There has been a general assumption that the advent of the multichannel age is bad for retail property. And it remains the case that the future of physical non-food retailers lies in fewer, bigger, better stores where a brand can really put its best foot forward.
But equally it’s becoming abundantly clear that except for the very biggest players, the pure-play model isn’t working. The £25m paid for Play.com - which was once valued by some at £400m - and the £11m paid by N Brown for Figleaves show that unless you have the scale of an Amazon or an Asos (or, at the opposite end, are so niche not to be competing in the mass-market) the model is bust.
I think there are two reasons for this. One is that having a physical brand helps consumers have trust in a business and encourage shoppers to turn to them online rather than retailers they haven’t seen on the high street. Unless you’re truly massive, it’s hard to have a brand if it only exists in a virtual form.
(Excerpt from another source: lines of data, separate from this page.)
#[cfg(test)]
mod tests {
	use super::*;
	use crate::components::graph_view::model::EdgeLabel;
	use crate::components::graph_view::types::{EdgeSpec, NodeSpec};

	fn model(ids: &[&str], edges: &[(&str, &str)]) -> GraphModel {
		let mut model = GraphModel::new();
		model.graph_mut().marginx = Some(20.0);
		model.graph_mut().marginy = Some(20.0);
		for id in ids {
			model.set_node(*id, NodeLabel::named(id));
		}
		for (from, to) in edges {
			model.set_edge(from, to, EdgeLabel::default()).unwrap();
		}
		model
	}

	fn overlaps(a: &NodeGeometry, b: &NodeGeometry) -> bool {
		(a.x - b.x).abs() < (a.width + b.width) / 2.0
			&& (a.y - b.y).abs() < (a.height + b.height) / 2.0
	}

	#[test]
	fn test_node_size_from_label() {
		let label = NodeLabel::named("abcd");
		assert_eq!(node_size(&label), (4.0 * CHAR_WIDTH + 20.0, LINE_HEIGHT + 20.0));

		let (_, circle) = NodeLabel::from_spec(NodeSpec::new("ab").with_shape(Shape::Circle));
		let (w, h) = node_size(&circle);
		assert_eq!(w, h);

		let (_, fixed) = NodeLabel::from_spec(NodeSpec::new("x").with_size(80.0, 30.0));
		assert_eq!(node_size(&fixed), (80.0, 30.0));
	}

	#[test]
	fn test_chain_ranks_top_to_bottom() {
		let layout = layout(&model(&["a", "b", "c"], &[("a", "b"), ("b", "c")]));
		let (a, b, c) = (
			layout.node("a").unwrap(),
			layout.node("b").unwrap(),
			layout.node("c").unwrap(),
		);
		assert_eq!((a.rank, b.rank, c.rank), (0, 1, 2));
		assert!(a.y < b.y && b.y < c.y);
	}

	#[test]
	fn test_margins_offset_drawing() {
		let layout = layout(&model(&["a"], &[]));
		let a = layout.node("a").unwrap();
		assert!((a.x - a.width / 2.0 - 20.0).abs() < 1e-9);
		assert!((a.y - a.height / 2.0 - 20.0).abs() < 1e-9);
		assert!((layout.width - (a.width + 40.0)).abs() < 1e-9);
		assert!((layout.height - (a.height + 40.0)).abs() < 1e-9);
	}

	#[test]
	fn test_same_rank_nodes_do_not_overlap() {
		let layout = layout(&model(
			&["root", "l", "m", "r"],
			&[("root", "l"), ("root", "m"), ("root", "r")],
		));
		let children: Vec<_> = ["l", "m", "r"]
			.iter()
			.map(|id| layout.node(id).unwrap())
			.collect();
		for (i, a) in children.iter().enumerate() {
			for b in &children[i + 1..] {
				assert_eq!(a.rank, b.rank);
				assert!(!overlaps(a, b), "{} overlaps {}", a.id, b.id);
			}
		}
	}

	#[test]
	fn test_cycle_is_laid_out() {
		let layout = layout(&model(&["a", "b", "c"], &[("a", "b"), ("b", "c"), ("c", "a")]));
		assert_eq!(layout.nodes.len(), 3);
		assert_eq!(layout.edges.len(), 3);
		let back = layout.edge("c", "a").unwrap();
		// Reversed for ranking, but still drawn from c to a.
		let (c, a) = (layout.node("c").unwrap(), layout.node("a").unwrap());
		let start = back.points.first().unwrap();
		let end = back.points.last().unwrap();
		assert!((start.1 - c.y).abs() < (end.1 - c.y).abs());
		assert!((end.1 - a.y).abs() < (start.1 - a.y).abs());
	}

	#[test]
	fn test_long_edge_gets_bend_points() {
		let layout = layout(&model(&["a", "b", "c"], &[("a", "b"), ("b", "c"), ("a", "c")]));
		let long = layout.edge("a", "c").unwrap();
		assert_eq!(long.points.len(), 3);
		assert_eq!(layout.edge("a", "b").unwrap().points.len(), 2);
	}

	#[test]
	fn test_minlen_stretches_ranks() {
		let mut m = model(&["a", "b"], &[]);
		let mut spec = EdgeSpec::new("a", "b");
		spec.minlen = Some(3);
		let (_, label) = EdgeLabel::from_spec(spec);
		m.set_edge("a", "b", label).unwrap();

		let layout = layout(&m);
		assert_eq!(layout.node("b").unwrap().rank - layout.node("a").unwrap().rank, 3);
	}

	#[test]
	fn test_left_to_right() {
		let mut m = model(&["a", "b"], &[("a", "b")]);
		m.graph_mut().rankdir = RankDir::LR;
		let layout = layout(&m);
		let (a, b) = (layout.node("a").unwrap(), layout.node("b").unwrap());
		assert!(a.x < b.x);
		assert!((a.y - b.y).abs() < 1e-9);
	}

	#[test]
	fn test_bottom_to_top() {
		let mut m = model(&["a", "b"], &[("a", "b")]);
		m.graph_mut().rankdir = RankDir::BT;
		let layout = layout(&m);
		assert!(layout.node("a").unwrap().y > layout.node("b").unwrap().y);
	}

	#[test]
	fn test_edge_endpoints_on_outline() {
		let layout = layout(&model(&["a", "b"], &[("a", "b")]));
		let (a, b) = (layout.node("a").unwrap(), layout.node("b").unwrap());
		let edge = layout.edge("a", "b").unwrap();
		let start = edge.points[0];
		let end = edge.points[1];
		assert!((start.1 - (a.y + a.height / 2.0)).abs() < 1e-9);
		assert!((end.1 - (b.y - b.height / 2.0)).abs() < 1e-9);
	}

	#[test]
	fn test_self_loop_drawn_beside_node() {
		let layout = layout(&model(&["a"], &[("a", "a")]));
		let a = layout.node("a").unwrap();
		let edge = layout.edge("a", "a").unwrap();
		assert_eq!(edge.points.len(), 4);
		assert!(edge.points.iter().all(|p| p.0 >= a.x + a.width / 2.0 - 1e-9));
		assert!(layout.width >= a.width + SELF_LOOP_REACH + 40.0 - 1e-9);
	}

	#[test]
	fn test_empty_model() {
		let layout = layout(&model(&[], &[]));
		assert!(layout.nodes.is_empty());
		assert_eq!((layout.width, layout.height), (40.0, 40.0));
	}

	#[test]
	fn test_barycenter_removes_crossing() {
		// a->d and b->c start out crossed by insertion order.
		let layout = layout(&model(&["a", "b", "c", "d"], &[("a", "d"), ("b", "c")]));
		let (a, b) = (layout.node("a").unwrap(), layout.node("b").unwrap());
		let (c, d) = (layout.node("c").unwrap(), layout.node("d").unwrap());
		assert_eq!(a.x < b.x, d.x < c.x);
	}

	#[test]
	fn test_intersect_shapes() {
		let node = NodeGeometry {
			id: "n".into(),
			x: 0.0,
			y: 0.0,
			width: 40.0,
			height: 20.0,
			rank: 0,
		};
		let close = |p: Point, q: Point| (p.0 - q.0).abs() < 1e-9 && (p.1 - q.1).abs() < 1e-9;
		assert!(close(intersect(&node, Shape::Rect, (100.0, 0.0)), (20.0, 0.0)));
		assert!(close(intersect(&node, Shape::Rect, (0.0, -50.0)), (0.0, -10.0)));
		assert!(close(intersect(&node, Shape::Ellipse, (0.0, 50.0)), (0.0, 10.0)));
		assert!(close(intersect(&node, Shape::Circle, (50.0, 0.0)), (10.0, 0.0)));
		assert!(close(intersect(&node, Shape::Diamond, (50.0, 0.0)), (20.0, 0.0)));
		assert_eq!(intersect(&node, Shape::Rect, (0.0, 0.0)), (0.0, 0.0));
	}

	#[test]
	fn test_midpoint() {
		assert_eq!(midpoint(&[(0.0, 0.0), (10.0, 0.0)]), Some((5.0, 0.0)));
		assert_eq!(
			midpoint(&[(0.0, 0.0), (0.0, 10.0), (10.0, 10.0)]),
			Some((0.0, 10.0))
		);
		assert_eq!(midpoint(&[]), None);
	}

	#[test]
	fn test_pack_respects_gaps() {
		let placed = pack(&[0.0, 0.0, 0.0], &[10.0, 10.0]);
		assert!(placed[1] - placed[0] >= 10.0 - 1e-9);
		assert!(placed[2] - placed[1] >= 10.0 - 1e-9);
		assert!((placed[1]).abs() < 1e-9);
	}
}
The other reason is that increasingly shoppers are identifying click-and-collect as their preferred model for online shopping. While well-executed home delivery will always have a place, too often it’s inconvenient or poorly done, and the customer is quite happy to pick the order up if they know it will be ready for them. The queues at John Lewis’s collection counters, and House of Fraser’s new online-only store format, are testament to what’s hapenning.
Even the biggest online retailers are now starting to dabble in physical manifestations of the brand, whether it’s Amazon with its collection lockers or Ocado’s virtual shopping wall. Asos has never ruled out opening a physical store either. For these companies these plans fall into the category of interesting experiments, but for smaller pure plays, the issue is more pressing.
Bad news for them, but good news for shopping centre and retail park owners. The key is that their holdings are in the right locations and suit the multichannel model - good access is now more important than ever. If that’s the case, there’s plenty of life in the store yet.